Until now, it was thought that the path of these complex weather systems was largely unpredictable. However, a new study by the UK Centre for Ecology & Hydrology (UKCEH) has found that land surface conditions frequently affect the direction and intensity of megastorms after they have formed.
The research is now helping scientists to develop online tools to better forecast the path and strength of an approaching storm, which will inform alert systems for communities across Africa, providing them with up to six hours’ warning. This includes Senegal, where UKCEH is working with the national meteorological service, ANACIM, to see how useful very short-term forecasts are for local emergency responses.
The new study, published in the journal PNAS, was funded by the Department for International Development (DFID) and Natural Environment Research Council (NERC) as part of the UK aid Future Climate for Africa research programme. The researchers looked at satellite data on the activity of thousands of storms, plus land temperatures, in the Sahel for the period 2006 to 2010.
Lead author Dr Cornelia Klein of UKCEH explains: “It is well known that heat provides thunderstorms with great energy, but it was commonly thought that once they are moving, they were not affected by the state of the ground over which they travelled. However, we found that drier soils increased the intensity of an MCS mid-storm, affecting the amount of rainfall they release and also where they travel. Conversely, we found storms were often weakened over moister soils.”
“Our finding means that, for the first time, we can predict, from satellite-observed surface conditions, how these extremely large West African storms may behave when, for example, they approach a city. A more effective alert system will enable local people to take action to protect themselves as well as their homes, livestock and possessions, plus plan emergency responses.”
Flash flooding frequently occurs during the storm season in the Sahel, peaking between June and September, and can have a serious impact, with water entering homes and people losing property and a safe, dry space to live. Flooding can also cause sewage overflow from inadequate drainage systems, posing a health risk to humans and animals.
The study’s authors say the results have important implications for nowcasting of severe weather not just in the Sahel, but potentially other MCS hotspot regions of the world.
Professor Chris Taylor of UKCEH, co-author of the new paper, adds: “The pattern of these megastorms is supposed to be difficult to forecast but we found a surprising level of predictability.
Very dry soils influenced around half of storms in late afternoon or early evening, when they are at their peak. Further research and advances in satellite technology will increase our certainties about their movement. In decades to come, scientists will look back at this latest study as a game changer in the reliable forecasting of these devastating storms.”
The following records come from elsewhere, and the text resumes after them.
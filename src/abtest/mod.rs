//! A/B test orchestration and reporting.
//!
//! [`AbTestRunner`] ties the pieces together: it derives per-group
//! success/failure counts from an outcome column, computes conversion rates
//! and relative change, delegates to a [`CertaintyEstimator`] for the degree
//! of certainty, and draws the empirical posterior of the rate difference.
//!
//! The run either completes with a full [`AbTestOutcome`] or fails with a
//! typed error naming the offending group and column; partial reports do not
//! exist.

use std::fmt;

use serde::{Deserialize, Serialize};

use crate::certainty::{CertaintyEstimator, ClosedFormCertainty};
use crate::data::Dataset;
use crate::error::{CertezaError, Result};
use crate::posterior::{GroupCounts, PosteriorSampler};

/// Confidence level of the reported credible interval.
const CREDIBLE_LEVEL: f64 = 0.95;

/// Scalar summary of an A/B test.
///
/// Implements [`Display`](fmt::Display) to produce the human-readable report:
/// group sizes, success counts, conversion rates, percent change, degree of
/// certainty, and the credible interval of the rate difference.
#[derive(Debug, Clone, Serialize, Deserialize)]
pub struct AbTestReport {
    /// Number of records in the control group.
    pub control_size: u64,
    /// Number of records in the treatment group.
    pub treatment_size: u64,
    /// Successes in the control group.
    pub control_successes: u64,
    /// Successes in the treatment group.
    pub treatment_successes: u64,
    /// Control conversion rate.
    pub control_rate: f64,
    /// Treatment conversion rate.
    pub treatment_rate: f64,
    /// Relative change, treatment over control (0.5 = +50%).
    ///
    /// Defined as exactly 0 when either rate is exactly 0, per the
    /// pre-registered analysis. The 0/0 and x/0 cases are therefore reported
    /// as "no change" rather than NaN or infinity.
    pub percent_change: f64,
    /// Posterior probability that the treatment rate exceeds the control rate.
    pub certainty: f64,
    /// 95% credible interval of (treatment rate - control rate), from the
    /// empirical posterior quantiles.
    pub credible_interval: (f64, f64),
}

impl fmt::Display for AbTestReport {
    fn fmt(&self, f: &mut fmt::Formatter<'_>) -> fmt::Result {
        writeln!(f, "Number in control group: {}", self.control_size)?;
        writeln!(f, "Number in treatment group: {}", self.treatment_size)?;
        writeln!(f)?;
        writeln!(f, "Total successes, control: {}", self.control_successes)?;
        writeln!(f, "Total successes, treatment: {}", self.treatment_successes)?;
        writeln!(f)?;
        writeln!(f, "Conversion rate:")?;
        writeln!(f, "Control group rate: {:.3}%", self.control_rate * 100.0)?;
        writeln!(f, "Treatment group rate: {:.3}%", self.treatment_rate * 100.0)?;
        writeln!(f, "Percent change: {:.3}%", self.percent_change * 100.0)?;
        writeln!(f)?;
        writeln!(f, "Degree of certainty: {:.3}", self.certainty)?;
        write!(
            f,
            "95% credible interval of rate difference: [{:.4}, {:.4}]",
            self.credible_interval.0, self.credible_interval.1
        )
    }
}

/// Full result of one A/B test run.
#[derive(Debug, Clone, Serialize, Deserialize)]
pub struct AbTestOutcome {
    /// Scalar summary, ready to display.
    pub report: AbTestReport,
    /// Sorted empirical posterior of (treatment rate - control rate).
    pub posterior: Vec<f64>,
}

impl AbTestOutcome {
    /// Control-group success count, the plotter's baseline.
    #[must_use]
    pub fn baseline_successes(&self) -> u64 {
        self.report.control_successes
    }
}

/// Orchestrates an A/B test over pre-split control and treatment datasets.
///
/// Generic over the certainty estimator so an external implementation of
/// [`CertaintyEstimator`] can replace the built-in closed form.
///
/// # Examples
///
/// ```
/// use certeza::abtest::AbTestRunner;
/// use certeza::data::Dataset;
/// use certeza::posterior::PosteriorSampler;
///
/// let control = Dataset::new(vec![(
///     "enrolled".to_string(),
///     vec![1.0, 1.0, 1.0, 0.0, 0.0, 0.0, 0.0, 0.0, 0.0, 0.0],
/// )])
/// .expect("valid column");
/// let treatment = Dataset::new(vec![(
///     "enrolled".to_string(),
///     vec![1.0, 1.0, 1.0, 1.0, 1.0, 1.0, 1.0, 0.0, 0.0, 0.0],
/// )])
/// .expect("valid column");
///
/// let runner = AbTestRunner::new().with_sampler(PosteriorSampler::new().with_n_samples(10_000));
/// let outcome = runner.run(&control, &treatment, "enrolled").expect("valid experiment");
///
/// assert!((outcome.report.control_rate - 0.3).abs() < 1e-12);
/// assert!((outcome.report.treatment_rate - 0.7).abs() < 1e-12);
/// assert!(outcome.report.certainty > 0.9);
/// println!("{}", outcome.report);
/// ```
#[derive(Debug, Clone)]
pub struct AbTestRunner<E = ClosedFormCertainty> {
    sampler: PosteriorSampler,
    estimator: E,
}

impl Default for AbTestRunner {
    fn default() -> Self {
        Self::new()
    }
}

impl AbTestRunner {
    /// Creates a runner with the default sampler and the closed-form
    /// certainty estimator.
    #[must_use]
    pub fn new() -> Self {
        Self {
            sampler: PosteriorSampler::new(),
            estimator: ClosedFormCertainty::new(),
        }
    }
}

impl<E: CertaintyEstimator> AbTestRunner<E> {
    /// Replaces the posterior sampler.
    #[must_use]
    pub fn with_sampler(mut self, sampler: PosteriorSampler) -> Self {
        self.sampler = sampler;
        self
    }

    /// Replaces the certainty estimator.
    #[must_use]
    pub fn with_estimator<E2: CertaintyEstimator>(self, estimator: E2) -> AbTestRunner<E2> {
        AbTestRunner {
            sampler: self.sampler,
            estimator,
        }
    }

    /// Runs the A/B test on the given outcome column.
    ///
    /// # Errors
    ///
    /// - [`CertezaError::ColumnNotFound`] when either dataset lacks the
    ///   outcome column.
    /// - [`CertezaError::InvalidInput`] when the outcome column contains a
    ///   value other than 0 or 1.
    /// - [`CertezaError::EmptyGroup`] when either group has no records.
    /// - [`CertezaError::DegenerateDistribution`] when either group has zero
    ///   failures (see [`PosteriorSampler::sample`]).
    pub fn run(
        &self,
        control: &Dataset,
        treatment: &Dataset,
        outcome_column: &str,
    ) -> Result<AbTestOutcome> {
        let control_counts =
            GroupCounts::from_outcomes("control", outcome_column, control.column(outcome_column)?)?;
        let treatment_counts = GroupCounts::from_outcomes(
            "treatment",
            outcome_column,
            treatment.column(outcome_column)?,
        )?;

        let control_rate = control_counts.rate().ok_or_else(|| CertezaError::EmptyGroup {
            group: "control".to_string(),
        })?;
        let treatment_rate = treatment_counts
            .rate()
            .ok_or_else(|| CertezaError::EmptyGroup {
                group: "treatment".to_string(),
            })?;

        // Explicit special case from the pre-registered analysis: a zero rate
        // on either side reports zero change instead of dividing by zero.
        let percent_change = if control_rate == 0.0 || treatment_rate == 0.0 {
            0.0
        } else {
            treatment_rate / control_rate - 1.0
        };

        let certainty = self
            .estimator
            .degree_of_certainty(control_counts, treatment_counts)?;
        let posterior = self.sampler.sample(control_counts, treatment_counts)?;
        let credible_interval = credible_interval(&posterior, CREDIBLE_LEVEL);

        let report = AbTestReport {
            control_size: control_counts.total(),
            treatment_size: treatment_counts.total(),
            control_successes: control_counts.successes,
            treatment_successes: treatment_counts.successes,
            control_rate,
            treatment_rate,
            percent_change,
            certainty,
            credible_interval,
        };

        Ok(AbTestOutcome { report, posterior })
    }
}

/// Central credible interval from sorted posterior samples.
fn credible_interval(sorted: &[f64], level: f64) -> (f64, f64) {
    debug_assert!(!sorted.is_empty());
    let tail = (1.0 - level) / 2.0;
    let n = sorted.len();
    let lower_idx = ((n - 1) as f64 * tail).round() as usize;
    let upper_idx = ((n - 1) as f64 * (1.0 - tail)).round() as usize;
    (sorted[lower_idx], sorted[upper_idx])
}

#[cfg(test)]
mod tests {
    use super::*;
    use crate::certainty::MonteCarloCertainty;

    fn dataset_with_successes(successes: usize, total: usize) -> Dataset {
        let mut outcomes = vec![1.0; successes];
        outcomes.resize(total, 0.0);
        Dataset::new(vec![("enrolled".to_string(), outcomes)]).expect("valid column")
    }

    fn small_runner() -> AbTestRunner {
        AbTestRunner::new().with_sampler(PosteriorSampler::new().with_n_samples(10_000))
    }

    #[test]
    fn test_run_strong_treatment_effect() {
        let control = dataset_with_successes(3, 10);
        let treatment = dataset_with_successes(7, 10);
        let outcome = small_runner()
            .run(&control, &treatment, "enrolled")
            .expect("valid experiment");

        let report = &outcome.report;
        assert_eq!(report.control_size, 10);
        assert_eq!(report.treatment_size, 10);
        assert_eq!(report.control_successes, 3);
        assert_eq!(report.treatment_successes, 7);
        assert!((report.control_rate - 0.3).abs() < 1e-12);
        assert!((report.treatment_rate - 0.7).abs() < 1e-12);
        assert!((report.percent_change - (0.7 / 0.3 - 1.0)).abs() < 1e-12);
        assert!(report.certainty > 0.9);
        assert_eq!(outcome.posterior.len(), 10_000);
        assert_eq!(outcome.baseline_successes(), 3);
    }

    #[test]
    fn test_run_no_successes_reports_zero_change() {
        let control = dataset_with_successes(0, 10);
        let treatment = dataset_with_successes(0, 10);
        let outcome = small_runner()
            .run(&control, &treatment, "enrolled")
            .expect("valid experiment");

        let report = &outcome.report;
        assert_eq!(report.control_rate, 0.0);
        assert_eq!(report.treatment_rate, 0.0);
        assert_eq!(report.percent_change, 0.0);
        assert!(report.percent_change.is_finite());
        assert!((report.certainty - 0.5).abs() < 1e-8);
    }

    #[test]
    fn test_run_zero_control_rate_only() {
        let control = dataset_with_successes(0, 10);
        let treatment = dataset_with_successes(7, 10);
        let outcome = small_runner()
            .run(&control, &treatment, "enrolled")
            .expect("valid experiment");
        // Zero on either side reports zero change, by the explicit rule.
        assert_eq!(outcome.report.percent_change, 0.0);
    }

    #[test]
    fn test_run_empty_control_group() {
        let control = dataset_with_successes(0, 0);
        let treatment = dataset_with_successes(7, 10);
        let err = small_runner()
            .run(&control, &treatment, "enrolled")
            .unwrap_err();
        assert!(matches!(err, CertezaError::EmptyGroup { ref group } if group == "control"));
    }

    #[test]
    fn test_run_empty_treatment_group() {
        let control = dataset_with_successes(3, 10);
        let treatment = dataset_with_successes(0, 0);
        let err = small_runner()
            .run(&control, &treatment, "enrolled")
            .unwrap_err();
        assert!(matches!(err, CertezaError::EmptyGroup { ref group } if group == "treatment"));
    }

    #[test]
    fn test_run_non_binary_outcome() {
        let control =
            Dataset::new(vec![("enrolled".to_string(), vec![1.0, 0.0, 3.0])]).expect("valid column");
        let treatment = dataset_with_successes(7, 10);
        let err = small_runner()
            .run(&control, &treatment, "enrolled")
            .unwrap_err();
        assert!(matches!(err, CertezaError::InvalidInput { ref group, .. } if group == "control"));
    }

    #[test]
    fn test_run_missing_outcome_column() {
        let control = dataset_with_successes(3, 10);
        let treatment = dataset_with_successes(7, 10);
        let err = small_runner()
            .run(&control, &treatment, "clicked")
            .unwrap_err();
        assert!(matches!(err, CertezaError::ColumnNotFound { .. }));
    }

    #[test]
    fn test_run_all_successes_is_degenerate() {
        let control = dataset_with_successes(10, 10);
        let treatment = dataset_with_successes(7, 10);
        let err = small_runner()
            .run(&control, &treatment, "enrolled")
            .unwrap_err();
        assert!(matches!(err, CertezaError::DegenerateDistribution { .. }));
    }

    #[test]
    fn test_credible_interval_brackets_true_difference() {
        let control = dataset_with_successes(30, 100);
        let treatment = dataset_with_successes(70, 100);
        let outcome = small_runner()
            .run(&control, &treatment, "enrolled")
            .expect("valid experiment");
        let (lo, hi) = outcome.report.credible_interval;
        assert!(lo < 0.4 && 0.4 < hi);
        assert!(lo < hi);
    }

    #[test]
    fn test_report_display_format() {
        let control = dataset_with_successes(3, 10);
        let treatment = dataset_with_successes(7, 10);
        let outcome = small_runner()
            .run(&control, &treatment, "enrolled")
            .expect("valid experiment");
        let text = outcome.report.to_string();

        assert!(text.contains("Number in control group: 10"));
        assert!(text.contains("Total successes, treatment: 7"));
        assert!(text.contains("Control group rate: 30.000%"));
        assert!(text.contains("Treatment group rate: 70.000%"));
        assert!(text.contains("Percent change: 133.333%"));
        assert!(text.contains("Degree of certainty: 0."));
    }

    #[test]
    fn test_monte_carlo_estimator_plugs_in() {
        let control = dataset_with_successes(3, 10);
        let treatment = dataset_with_successes(7, 10);
        let runner = AbTestRunner::new()
            .with_sampler(PosteriorSampler::new().with_n_samples(5000))
            .with_estimator(MonteCarloCertainty::new().with_n_samples(20_000));
        let outcome = runner
            .run(&control, &treatment, "enrolled")
            .expect("valid experiment");
        assert!(outcome.report.certainty > 0.9);
    }

    #[test]
    fn test_report_serde_round_trip() {
        let control = dataset_with_successes(3, 10);
        let treatment = dataset_with_successes(7, 10);
        let outcome = small_runner()
            .run(&control, &treatment, "enrolled")
            .expect("valid experiment");

        let json = serde_json::to_string(&outcome.report).expect("serializable");
        let back: AbTestReport = serde_json::from_str(&json).expect("deserializable");
        assert_eq!(back.control_successes, outcome.report.control_successes);
        assert!((back.certainty - outcome.report.certainty).abs() < f64::EPSILON);
    }

    #[test]
    fn test_credible_interval_helper() {
        let sorted: Vec<f64> = (0..=100).map(f64::from).collect();
        let (lo, hi) = credible_interval(&sorted, 0.95);
        assert!((lo - 2.5).abs() <= 1.0);
        assert!((hi - 97.5).abs() <= 1.0);
        assert!(lo < hi);
    }
}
The research will be further tested and operationalised in sub-Saharan Africa by African Science for Weather Information and Forecasting Techniques (SWIFT), a major Global Challenges Research Fund programme which Klein and Taylor contribute to.
Scheduled for Senegal in 2021, the testbed event will incorporate Klein’s and Taylor’s findings about land surface conditions to improve the accuracy of nowcasting, a short-term forecasting technique recently operationalised in Ghana, Kenya, Nigeria and Senegal for the first time by the SWIFT programme. [Read more about African SWIFT nowcasting.]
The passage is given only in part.